I just bought razer deathadder so im looking forward to the best mouse pad that suits perfectly with the mouse.. I prefer from steeleseries and razer brands tho..at the moment im using the func pad..its been 4 years..

Please recommend me the best one


----------



## d_animality (Nov 25, 2007)

Bump!! I need an advice here before i end up buying the wrong mat.. I Have heard about qck heavy, goliathus, destructo etc

Which is better for optical mouse? Cloth or hard mat? Should i go for the qck heavy, please advice me thanks


----------



## d_animality (Nov 25, 2007)

some of my choices so far:

QCK heavy
Razer Vespula
Razer Sphex
Razer Destructor
Steelseries HD

please reply me


----------



## koala (Mar 27, 2005)

They're all good, so it's down to personal preference and budget.

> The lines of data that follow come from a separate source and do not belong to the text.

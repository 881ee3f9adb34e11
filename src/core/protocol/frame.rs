//! Binary frame codec for the dialogue service.
//!
//! # Wire Layout
//!
//! ```text
//! byte 0   : protocol version (high nibble, = 1) | header size in 4-byte words (low nibble, = 1)
//! byte 1   : message type (high nibble)          | message type flags (low nibble)
//! byte 2   : serialization (high nibble)         | compression (low nibble, always 0)
//! byte 3   : reserved (0x00)
//! [u32 BE] : event ID                 -- only when flags & 0x04
//! [u32 BE] : session ID length        -- only when event ID >= 100
//! [bytes]  : session ID (UTF-8)
//! [u32 BE] : payload length
//! [bytes]  : payload (JSON text or raw audio)
//! ```
//!
//! All integers are big-endian. Decoding never reads past the end of the
//! buffer: a declared length that would overrun it is a
//! [`RelayError::MalformedFrame`].

use bytes::{BufMut, Bytes, BytesMut};
use serde_json::Value;

use super::events::{ClientEvent, ServerEvent, carries_session_id};
use crate::core::error::{RelayError, RelayResult};

/// Protocol version written into every header.
pub const PROTOCOL_VERSION: u8 = 0b0001;

/// Header size in 4-byte words written into every header.
pub const HEADER_SIZE_WORDS: u8 = 0b0001;

/// Message-type flag bit signalling that an event ID follows the header.
pub const FLAG_EVENT_ID: u8 = 0b0100;

const HEADER_LEN: usize = 4;

// =============================================================================
// Header Enums
// =============================================================================

/// Message type carried in the high nibble of header byte 1.
#[derive(Debug, Clone, Copy, PartialEq, Eq)]
pub enum MessageType {
    /// Full client request with a serialized payload
    FullClientRequest,
    /// Client request carrying raw audio
    AudioOnlyRequest,
    /// Full server response with a serialized payload
    FullServerResponse,
    /// Server response carrying raw audio
    AudioOnlyResponse,
    /// Server error response
    Error,
    /// Any other 4-bit value
    Other(u8),
}

impl MessageType {
    pub fn from_nibble(value: u8) -> Self {
        match value & 0x0F {
            0b0001 => Self::FullClientRequest,
            0b0010 => Self::AudioOnlyRequest,
            0b1001 => Self::FullServerResponse,
            0b1011 => Self::AudioOnlyResponse,
            0b1111 => Self::Error,
            other => Self::Other(other),
        }
    }

    pub fn as_nibble(self) -> u8 {
        match self {
            Self::FullClientRequest => 0b0001,
            Self::AudioOnlyRequest => 0b0010,
            Self::FullServerResponse => 0b1001,
            Self::AudioOnlyResponse => 0b1011,
            Self::Error => 0b1111,
            Self::Other(value) => value & 0x0F,
        }
    }
}

/// Serialization method carried in the high nibble of header byte 2.
#[derive(Debug, Clone, Copy, PartialEq, Eq)]
pub enum Serialization {
    /// Raw bytes, no serialization
    Raw,
    /// UTF-8 JSON
    Json,
    /// Raw audio bytes
    Audio,
    /// Any other 4-bit value
    Other(u8),
}

impl Serialization {
    pub fn from_nibble(value: u8) -> Self {
        match value & 0x0F {
            0 => Self::Raw,
            1 => Self::Json,
            2 => Self::Audio,
            other => Self::Other(other),
        }
    }

    pub fn as_nibble(self) -> u8 {
        match self {
            Self::Raw => 0,
            Self::Json => 1,
            Self::Audio => 2,
            Self::Other(value) => value & 0x0F,
        }
    }
}

// =============================================================================
// Payload
// =============================================================================

/// Decoded frame payload.
#[derive(Debug, Clone, PartialEq)]
pub enum Payload {
    /// Zero-length JSON payload
    Empty,
    /// Parsed JSON document
    Json(Value),
    /// Raw bytes (audio or unserialized data)
    Binary(Bytes),
    /// Payload declared as JSON that failed to parse
    Unparsed(Bytes),
}

impl Payload {
    /// Bytes as they appear on the wire.
    pub fn to_bytes(&self) -> Bytes {
        match self {
            Payload::Empty => Bytes::new(),
            Payload::Json(value) => Bytes::from(value.to_string()),
            Payload::Binary(data) | Payload::Unparsed(data) => data.clone(),
        }
    }

    pub fn as_json(&self) -> Option<&Value> {
        match self {
            Payload::Json(value) => Some(value),
            _ => None,
        }
    }

    pub fn as_binary(&self) -> Option<&Bytes> {
        match self {
            Payload::Binary(data) => Some(data),
            _ => None,
        }
    }

    /// Look up a top-level string field of a JSON payload.
    pub fn str_field(&self, key: &str) -> Option<&str> {
        self.as_json()?.get(key)?.as_str()
    }
}

// =============================================================================
// Frame
// =============================================================================

/// One binary unit on the upstream wire.
#[derive(Debug, Clone, PartialEq)]
pub struct Frame {
    pub message_type: MessageType,
    pub flags: u8,
    pub serialization: Serialization,
    pub event_id: Option<u32>,
    pub session_id: Option<String>,
    pub payload: Payload,
}

impl Frame {
    /// Full client request carrying a JSON payload for `event`.
    ///
    /// The session ID is attached only for session-scoped events.
    pub fn client_event(event: ClientEvent, session_id: Option<&str>, payload: Value) -> Self {
        let session_id = session_id
            .filter(|_| event.carries_session_id())
            .map(str::to_string);

        Self {
            message_type: MessageType::FullClientRequest,
            flags: FLAG_EVENT_ID,
            serialization: Serialization::Json,
            event_id: Some(event.id()),
            session_id,
            payload: Payload::Json(payload),
        }
    }

    /// Audio-only `TaskRequest` frame carrying raw PCM bytes verbatim.
    pub fn audio_request(session_id: &str, audio: Bytes) -> Self {
        Self {
            message_type: MessageType::AudioOnlyRequest,
            flags: FLAG_EVENT_ID,
            serialization: Serialization::Raw,
            event_id: Some(ClientEvent::TaskRequest.id()),
            session_id: Some(session_id.to_string()),
            payload: Payload::Binary(audio),
        }
    }

    #[inline]
    pub fn has_event_id_flag(&self) -> bool {
        self.flags & FLAG_EVENT_ID != 0
    }

    /// The server event this frame reports, if it is a known one.
    pub fn server_event(&self) -> Option<ServerEvent> {
        self.event_id.and_then(ServerEvent::from_id)
    }

    /// Serialize the frame to its wire representation.
    pub fn encode(&self) -> Bytes {
        let payload = self.payload.to_bytes();
        let session_bytes = self.session_field();

        let mut buf = BytesMut::with_capacity(
            HEADER_LEN
                + 4
                + session_bytes.map_or(0, |s| 4 + s.len())
                + 4
                + payload.len(),
        );

        buf.put_u8((PROTOCOL_VERSION << 4) | HEADER_SIZE_WORDS);
        buf.put_u8((self.message_type.as_nibble() << 4) | (self.flags & 0x0F));
        // Compression nibble stays 0
        buf.put_u8(self.serialization.as_nibble() << 4);
        buf.put_u8(0x00);

        if self.has_event_id_flag() {
            buf.put_u32(self.event_id.unwrap_or_default());
        }

        if let Some(session) = session_bytes {
            buf.put_u32(session.len() as u32);
            buf.put_slice(session);
        }

        buf.put_u32(payload.len() as u32);
        buf.put_slice(&payload);

        buf.freeze()
    }

    /// Parse a frame from its wire representation.
    pub fn decode(buf: &[u8]) -> RelayResult<Self> {
        if buf.len() < HEADER_LEN {
            return Err(RelayError::MalformedFrame(format!(
                "frame of {} bytes is shorter than the {HEADER_LEN}-byte header",
                buf.len()
            )));
        }

        let version = buf[0] >> 4;
        if version != PROTOCOL_VERSION {
            return Err(RelayError::MalformedFrame(format!(
                "unsupported protocol version {version}"
            )));
        }

        let header_len = (buf[0] & 0x0F) as usize * 4;
        if header_len == 0 {
            return Err(RelayError::MalformedFrame("header size of zero".to_string()));
        }

        let message_type = MessageType::from_nibble(buf[1] >> 4);
        let flags = buf[1] & 0x0F;
        let serialization = Serialization::from_nibble(buf[2] >> 4);

        let mut reader = FrameReader::new(buf);
        reader.skip(header_len, "header")?;

        let event_id = if flags & FLAG_EVENT_ID != 0 {
            Some(reader.read_u32("event ID")?)
        } else {
            None
        };

        let session_id = match event_id {
            Some(id) if carries_session_id(id) => {
                let len = reader.read_u32("session ID length")? as usize;
                let raw = reader.read_bytes(len, "session ID")?;
                let session = std::str::from_utf8(raw).map_err(|e| {
                    RelayError::MalformedFrame(format!("session ID is not UTF-8: {e}"))
                })?;
                (!session.is_empty()).then(|| session.to_string())
            }
            _ => None,
        };

        let payload_len = reader.read_u32("payload length")? as usize;
        let raw = reader.read_bytes(payload_len, "payload")?;

        let payload = if message_type == MessageType::AudioOnlyResponse {
            // Audio responses are binary whatever the serialization nibble says
            Payload::Binary(Bytes::copy_from_slice(raw))
        } else if serialization != Serialization::Json {
            Payload::Binary(Bytes::copy_from_slice(raw))
        } else if raw.is_empty() {
            Payload::Empty
        } else {
            match serde_json::from_slice::<Value>(raw) {
                Ok(value) => Payload::Json(value),
                Err(e) => {
                    tracing::debug!("JSON payload failed to parse, keeping raw bytes: {}", e);
                    Payload::Unparsed(Bytes::copy_from_slice(raw))
                }
            }
        };

        Ok(Self {
            message_type,
            flags,
            serialization,
            event_id,
            session_id,
            payload,
        })
    }

    /// Session ID bytes to write, if this frame's event carries the field.
    ///
    /// Session-scoped events always carry it; a missing ID is written with a
    /// zero length.
    fn session_field(&self) -> Option<&[u8]> {
        if !self.has_event_id_flag() {
            return None;
        }
        match self.event_id {
            Some(id) if carries_session_id(id) => {
                Some(self.session_id.as_deref().unwrap_or_default().as_bytes())
            }
            _ => None,
        }
    }
}

/// Bounds-checked cursor over a frame buffer.
struct FrameReader<'a> {
    buf: &'a [u8],
    offset: usize,
}

impl<'a> FrameReader<'a> {
    fn new(buf: &'a [u8]) -> Self {
        Self { buf, offset: 0 }
    }

    fn remaining(&self) -> usize {
        self.buf.len() - self.offset
    }

    fn read_bytes(&mut self, len: usize, field: &str) -> RelayResult<&'a [u8]> {
        if len > self.remaining() {
            return Err(RelayError::MalformedFrame(format!(
                "{field} needs {len} bytes but only {} remain",
                self.remaining()
            )));
        }
        let start = self.offset;
        self.offset += len;
        Ok(&self.buf[start..self.offset])
    }

    fn skip(&mut self, len: usize, field: &str) -> RelayResult<()> {
        self.read_bytes(len, field).map(|_| ())
    }

    fn read_u32(&mut self, field: &str) -> RelayResult<u32> {
        let raw = self.read_bytes(4, field)?;
        Ok(u32::from_be_bytes([raw[0], raw[1], raw[2], raw[3]]))
    }
}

I've been using the dual-sided Razer Pro Solutions for a few years and it's still going strong - no scratches or other signs of wear and tear after heavy use.


----------



## d_animality (Nov 25, 2007)

well.. budget is not a problem for these pads.. well actually i prefer the hard ones just like your razer pro solution instead of cloths.. bcoz at the moment im using func pad..its good but i think the pad loses its feel now...

so we have here destructor and vespula, which of these are good? i prefer big and comfortable and not forgetting the quality of its material and efficiency when using it for my mouse.. Thanks for ur reply


----------



## koala (Mar 27, 2005)

Of those 2, I would go for the larger Razer Destructor.


----------



## d_animality (Nov 25, 2007)

Great thanks!!


----------



## d_animality (Nov 25, 2007)

hello again .. i have heard that hard mouse pads can easily worn out the mouse feet... and the cloths one are best to handle this... :S now that makes me think twice.. but i really like the hard pad... its more efficient i must say..

just incase is the mouse feet really important that i should be too much concern of? what mouse feet are best out there? ive found these tho:

--> Buy Razer Gaming Ultraslick Mouse Feet | Official Razer

--> Hyperglide Gaming Gear: Best replacement mouse feet / mouse skates / padsurfers in the world

so what do u say? hoping to get replies soon XD


----------



## koala (Mar 27, 2005)

I prefer the hard metal pad. It lasts much longer than the cloth type and just needs to be wiped cleaned occasionally to keep it in good condition.

If you've just bought a new mouse, you won't need to worry about the feet for a while, whichever mat you decide to go for. I replace the feet every few months using a strip of teflon-coated tape cut into small pieces. It keeps the mouse gliding smoothly on the mat, and is like having a new mouse each time.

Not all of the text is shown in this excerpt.